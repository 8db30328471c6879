//! The scripted TLV<->string mapping layer (§4.5).
//!
//! `SbmdScript` is a trait so the engine stays swappable (QuickJS is the
//! only implementation shipped here; see `quickjs.rs`). Every public
//! operation is specified to take the instance lock for its whole
//! evaluation, so implementations are free to assume single-threaded
//! interpreter access during a call.

pub mod quickjs;

use serde::{Deserialize, Serialize};
use serde_json::Value as Json;

use crate::error::Result;
use crate::sbmd::spec::SbmdCommand;

/// Identity a read/write/execute mapper is registered under. Equality
/// includes the owning resource's endpoint+ID (not just cluster/attribute
/// or cluster/command) so two resources may legitimately share the same
/// underlying Matter attribute or command without their scripts colliding.
#[derive(Clone, Debug, Eq, PartialEq, Hash)]
pub struct MapperIdentity {
    pub resource_endpoint_id: Option<String>,
    pub resource_id: String,
}

impl MapperIdentity {
    pub fn new(resource_endpoint_id: Option<String>, resource_id: impl Into<String>) -> Self {
        Self {
            resource_endpoint_id,
            resource_id: resource_id.into(),
        }
    }
}

/// Metadata passed into `MapAttributeRead`/`MapAttributeWrite` scripts as
/// part of the JSON global.
#[derive(Clone, Debug, Serialize)]
pub struct AttributeContext {
    pub device_uuid: String,
    pub cluster_id: u32,
    pub feature_map: u32,
    pub endpoint_id: u16,
    pub attribute_id: u32,
    pub attribute_name: String,
    pub attribute_type: String,
}

/// Metadata passed into `MapCommandExecute`/`MapCommandExecuteResponse`.
#[derive(Clone, Debug, Serialize)]
pub struct CommandContext {
    pub device_uuid: String,
    pub cluster_id: u32,
    pub feature_map: u32,
    pub endpoint_id: u16,
    pub command_id: u32,
    pub command_name: String,
}

/// The shape every mapping operation returns: `{output, command?}`. Only
/// write-command-set selection populates `command`.
#[derive(Clone, Debug, Deserialize)]
pub struct ScriptOutput {
    pub output: Json,
    #[serde(default)]
    pub command: Option<String>,
}

/// One device's private script interpreter. Strictly thread-safe: callers
/// hold the instance lock for the whole evaluation (the QuickJS
/// implementation wraps its interpreter in a mutex internally).
pub trait SbmdScript: Send + Sync {
    /// Register a read mapper for one attribute, keyed by the owning
    /// resource's identity.
    fn add_attribute_read_mapper(&self, id: MapperIdentity, script: String) -> Result<()>;

    fn add_attribute_write_mapper(&self, id: MapperIdentity, script: String) -> Result<()>;

    fn add_command_execute_mapper(&self, id: MapperIdentity, script: String) -> Result<()>;

    fn add_command_execute_response_mapper(&self, id: MapperIdentity, script: String) -> Result<()>;

    /// A write-command-set mapper: one script decides which of `commands`
    /// to invoke and what payload to send.
    fn add_commands_write_mapper(
        &self,
        id: MapperIdentity,
        commands: Vec<SbmdCommand>,
        script: String,
    ) -> Result<()>;

    fn add_event_read_mapper(&self, id: MapperIdentity, script: String) -> Result<()>;

    /// `{input: <unwrapped TLV value>, ...ctx}` -> a Barton string.
    fn map_attribute_read(&self, id: &MapperIdentity, ctx: &AttributeContext, value: Json) -> Result<String>;

    /// `{input: <Barton string>, ...ctx}` -> a JSON value for TLV encoding.
    fn map_attribute_write(&self, id: &MapperIdentity, ctx: &AttributeContext, input: &str) -> Result<Json>;

    /// `{input: [<string args>], ...ctx}` -> a JSON value for TLV encoding.
    fn map_command_execute(&self, id: &MapperIdentity, ctx: &CommandContext, args: &[String]) -> Result<Json>;

    /// `{input: <unwrapped reply TLV>, ...ctx}` -> a Barton string.
    fn map_command_execute_response(
        &self,
        id: &MapperIdentity,
        ctx: &CommandContext,
        value: Json,
    ) -> Result<String>;

    /// Write-command-set selection: returns the selected command name (if
    /// more than one is available) and its JSON output payload.
    fn map_write_command(
        &self,
        id: &MapperIdentity,
        device_uuid: &str,
        input: &str,
        available: &[SbmdCommand],
    ) -> Result<(Option<String>, Json)>;

    /// `{input: <event TLV>, ...}` -> a Barton string.
    fn map_event_read(&self, id: &MapperIdentity, ctx: &AttributeContext, value: Json) -> Result<String>;
}
//! One commissioned device's resource bindings.
//!
//! `MatterDevice` wires a parsed `SbmdSpec` to one live session: it builds
//! the read/write/execute binding tables `RegisterResources` describes,
//! serves resource read/write/execute off them, and turns cache
//! attribute-change callbacks into resource-update emissions. Endpoint
//! resolution (SBMD's logical, profile-scoped endpoint ids to Matter's
//! numeric endpoint ids) is supplied by the caller at construction — it
//! comes out of the device-type matching `driver::spec_based` performs
//! while claiming the device, not from anything in this module. That
//! construction-time mapping is what subscription paths are built from,
//! since nothing is in the cache yet to discover anything from; once
//! reports start arriving, write and execute dispatch prefer whatever
//! endpoint the cache has actually observed hosting the target cluster
//! over the statically-resolved one, the same cache-scan fallback the
//! original used for a descriptor that didn't pin an endpoint.

use std::collections::{HashMap, HashSet};
use std::sync::Arc;

use parking_lot::Mutex;

use crate::cache::{CacheCallback, DeviceDataCache, FEATURE_MAP_ATTRIBUTE_ID};
use crate::error::{DriverError, Result};
use crate::sbmd::spec::{MapperCarrier, SbmdResource, SbmdSpec};
use crate::script::{AttributeContext, CommandContext, MapperIdentity, SbmdScript};
use crate::tlv;
use crate::transport::{AttributePath, CommandRequest, MatterTransport, SessionHandle, WriteRequest};

/// Power Source cluster. Every device gets this cluster's attributes on its
/// subscription path list regardless of whether its SBMD spec names it, so
/// comm-fail and battery reporting work uniformly across drivers.
pub const POWER_SOURCE_CLUSTER_ID: u32 = 0x002F;
/// `BatPercentRemaining`, the representative attribute that keeps the power
/// source cluster's reports flowing without needing every optional
/// attribute on the path list.
const POWER_SOURCE_BAT_PERCENT_ATTRIBUTE_ID: u32 = 0x000C;

/// Receives Barton-string resource updates as cached attributes change.
/// Implemented by whatever owns the device's lifecycle (commonly the
/// driver registry), not by this module.
pub trait ResourceUpdateSink: Send + Sync {
    fn on_resource_value(&self, resource_uri: String, value: String);
}

struct ResourceBinding {
    resource: SbmdResource,
    endpoint_id: u16,
}

pub struct MatterDevice {
    device_id: String,
    spec: Arc<SbmdSpec>,
    script: Arc<dyn SbmdScript>,
    transport: Arc<dyn MatterTransport>,
    session: SessionHandle,
    cache: DeviceDataCache,
    resources: HashMap<String, ResourceBinding>,
    readable_attribute_lookup: HashMap<AttributePath, String>,
    update_sink: Mutex<Option<Arc<dyn ResourceUpdateSink>>>,
}
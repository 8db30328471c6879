//! Token facade for attestation operations.
//!
//! §6 names exactly one token kind this core ever asks for:
//! `xpki-matter`. The enum exists so a future second kind doesn't require
//! changing the trait signature, but nothing here validates or interprets
//! token contents — that's the SDK's job once attestation takes over.

use crate::error::{DriverError, Result};

#[derive(Clone, Copy, Debug, Eq, PartialEq, Hash)]
pub enum TokenKind {
    XpkiMatter,
}

impl TokenKind {
    pub fn as_str(&self) -> &'static str {
        match self {
            TokenKind::XpkiMatter => "xpki-matter",
        }
    }
}

pub trait TokenProvider: Send + Sync {
    fn token(&self, kind: TokenKind) -> Result<String>;
}

/// Holds one opaque token string per kind, set up front.
#[derive(Default)]
pub struct StaticTokenProvider {
    xpki_matter: Option<String>,
}

impl StaticTokenProvider {
    pub fn new() -> Self {
        Self::default()
    }

    pub fn with_xpki_matter_token(mut self, token: impl Into<String>) -> Self {
        self.xpki_matter = Some(token.into());
        self
    }
}

impl TokenProvider for StaticTokenProvider {
    fn token(&self, kind: TokenKind) -> Result<String> {
        match kind {
            TokenKind::XpkiMatter => self
                .xpki_matter
                .clone()
                .ok_or_else(|| DriverError::Configuration(format!("no token configured for '{}'", kind.as_str()))),
        }
    }
}

#[cfg(test)]
mod tests {
    use super::*;

    #[test]
    fn missing_token_is_a_configuration_error() {
        let provider = StaticTokenProvider::new();
        assert!(provider.token(TokenKind::XpkiMatter).is_err());
    }

    #[test]
    fn configured_token_round_trips() {
        let provider = StaticTokenProvider::new().with_xpki_matter_token("abc123");
        assert_eq!(provider.token(TokenKind::XpkiMatter).unwrap(), "abc123");
    }
}
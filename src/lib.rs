//! Matter SBMD driver runtime.
//!
//! A Matter (CHIP) fabric controller core that drives commissioned devices
//! through declarative, spec-driven "schema-based Matter driver" (SBMD)
//! bundles: a YAML-described resource model, a scripted TLV<->string
//! mapping layer, a per-device attribute cache, and a backoff-driven
//! subscription state machine. Fabric management, PASE/CASE session
//! establishment, and the wire transport are the embedding Matter SDK's
//! job — see `transport` for the boundary this core expects from it.

#![allow(dead_code)]

pub mod cache;
pub mod commissioning;
pub mod config;
pub mod device;
pub mod driver;
pub mod error;
pub mod instance_lock;
pub mod providers;
pub mod sbmd;
pub mod script;
pub mod subscription;
pub mod tlv;
pub mod transport;
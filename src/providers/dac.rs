//! Device attestation certificate facade.
//!
//! Attestation *verification* is the Matter SDK's job (§1); this crate
//! only needs somewhere to read the certificate chain and certification
//! declaration a concrete session-establishment flow asks for. Signing with
//! the DAC private key likewise happens inside the SDK — this provider
//! hands back DER-encoded bytes, never a key the core could mishandle.
use crate::error::{DriverError, Result};

pub trait DeviceAttestationCertificateProvider: Send + Sync {
    /// DER-encoded Device Attestation Certificate.
    fn dac_cert(&self) -> Result<Vec<u8>>;

    /// DER-encoded Product Attestation Intermediate certificate.
    fn pai_cert(&self) -> Result<Vec<u8>>;

    /// The Certification Declaration, as issued by the Connectivity
    /// Standards Alliance for this product.
    fn certification_declaration(&self) -> Result<Vec<u8>>;

    /// Firmware information included in the attestation elements, if any.
    fn firmware_information(&self) -> Result<Option<Vec<u8>>>;
}

/// Holds a fixed chain loaded once at startup (e.g. from files under the
/// persistence directory). Returns a `Configuration` error for any
/// component that wasn't supplied — a commissioner that never completes
/// attestation simply never calls the missing accessor.
#[derive(Default)]
pub struct StaticDacProvider {
    dac_cert: Option<Vec<u8>>,
    pai_cert: Option<Vec<u8>>,
    certification_declaration: Option<Vec<u8>>,
    firmware_information: Option<Vec<u8>>,
}

impl StaticDacProvider {
    pub fn new() -> Self {
        Self::default()
    }

    pub fn with_dac_cert(mut self, dac_cert: Vec<u8>) -> Self {
        self.dac_cert = Some(dac_cert);
        self
    }

    pub fn with_pai_cert(mut self, pai_cert: Vec<u8>) -> Self {
        self.pai_cert = Some(pai_cert);
        self
    }

    pub fn with_certification_declaration(mut self, cd: Vec<u8>) -> Self {
        self.certification_declaration = Some(cd);
        self
    }

    pub fn with_firmware_information(mut self, info: Vec<u8>) -> Self {
        self.firmware_information = Some(info);
        self
    }
}

impl DeviceAttestationCertificateProvider for StaticDacProvider {
    fn dac_cert(&self) -> Result<Vec<u8>> {
        self.dac_cert
            .clone()
            .ok_or_else(|| DriverError::Configuration("no DAC certificate configured".into()))
    }

    fn pai_cert(&self) -> Result<Vec<u8>> {
        self.pai_cert
            .clone()
            .ok_or_else(|| DriverError::Configuration("no PAI certificate configured".into()))
    }

    fn certification_declaration(&self) -> Result<Vec<u8>> {
        self.certification_declaration
            .clone()
            .ok_or_else(|| DriverError::Configuration("no certification declaration configured".into()))
    }

    fn firmware_information(&self) -> Result<Option<Vec<u8>>> {
        Ok(self.firmware_information.clone())
    }
}
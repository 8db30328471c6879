//! Entry point for the Matter SBMD controller daemon.
//!
//! Loads configuration, acquires the single-instance lock, loads every
//! `*.sbmd` bundle under the configured spec directory into a driver
//! registry, runs the one-time commissioner bootstrap, and prints the
//! manual pairing code for this controller's fabric. The actual Matter
//! transport (fabric management, PASE/CASE sessions, wire I/O) is supplied
//! by whatever concrete `MatterTransport` the embedding application wires
//! in — this binary has none to drive on its own, so it idles until
//! interrupted.

use std::sync::Arc;

use log::{error, info, warn};

use matter_sbmd_driver::commissioning::generate_pairing_code;
use matter_sbmd_driver::config::Config;
use matter_sbmd_driver::driver::base::Commissioner;
use matter_sbmd_driver::instance_lock::InstanceLock;
use matter_sbmd_driver::sbmd::factory::SbmdRegistry;

#[tokio::main]
async fn main() {
    matter_sbmd_driver::config::load_dotenv();
    env_logger::init();

    let _lock = match InstanceLock::acquire() {
        Ok(lock) => lock,
        Err(e) => {
            error!("failed to acquire single-instance lock: {e}");
            std::process::exit(1);
        }
    };

    let config = Config::from_env();
    info!("loading SBMD specs from {}", config.sbmd.spec_dir.display());

    let (registry, report) = match SbmdRegistry::load_dir(&config.sbmd.spec_dir) {
        Ok(result) => result,
        Err(e) => {
            error!("failed to read spec directory {}: {e}", config.sbmd.spec_dir.display());
            std::process::exit(1);
        }
    };
    info!("loaded {} spec(s)", report.loaded);
    for failure in &report.failures {
        warn!("failed to load {}: {}", failure.path, failure.error);
    }

    let commissioner = Arc::new(Commissioner::new(config.sbmd.comm_fail_timeout_secs));
    commissioner.bootstrap();

    for spec in registry.specs() {
        info!(
            "spec available: '{}' (device class {} v{}, {} device type(s))",
            spec.name,
            spec.barton_meta.device_class,
            spec.barton_meta.device_class_version,
            spec.matter_meta.device_types.len()
        );
    }
    // Building a `DriverFactory` from these specs needs a concrete
    // `MatterTransport`; none ships with this binary (see `transport`'s
    // module doc) — the embedding application constructs one and wires
    // `driver::spec_based::SpecBasedMatterDeviceDriver` instances through
    // it. This entry point proves spec loading, commissioner bootstrap,
    // and pairing-code generation end to end.

    let pairing_code = generate_pairing_code(config.matter.discriminator, config.matter.passcode);
    info!(
        "manual pairing code: {pairing_code} (vendor {:#06x}, product {:#06x}, discriminator {})",
        config.matter.vendor_id, config.matter.product_id, config.matter.discriminator
    );

    info!("controller idle; waiting for shutdown signal");
    if let Err(e) = tokio::signal::ctrl_c().await {
        error!("failed to listen for shutdown signal: {e}");
    }
    info!("shutting down");
}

= = =

*REQUIRED ACTION*
Restate verbatim all lines from the start of the data through the line containing "registered under. Equality", with both ends kept.

*SOLUTION FOR THIS EXERCISE*
repository 8db30328471c6879
//! The scripted TLV<->string mapping layer (§4.5).
//!
//! `SbmdScript` is a trait so the engine stays swappable (QuickJS is the
//! only implementation shipped here; see `quickjs.rs`). Every public
//! operation is specified to take the instance lock for its whole
//! evaluation, so implementations are free to assume single-threaded
//! interpreter access during a call.

pub mod quickjs;

use serde::{Deserialize, Serialize};
use serde_json::Value as Json;

use crate::error::Result;
use crate::sbmd::spec::SbmdCommand;

/// Identity a read/write/execute mapper is registered under. Equality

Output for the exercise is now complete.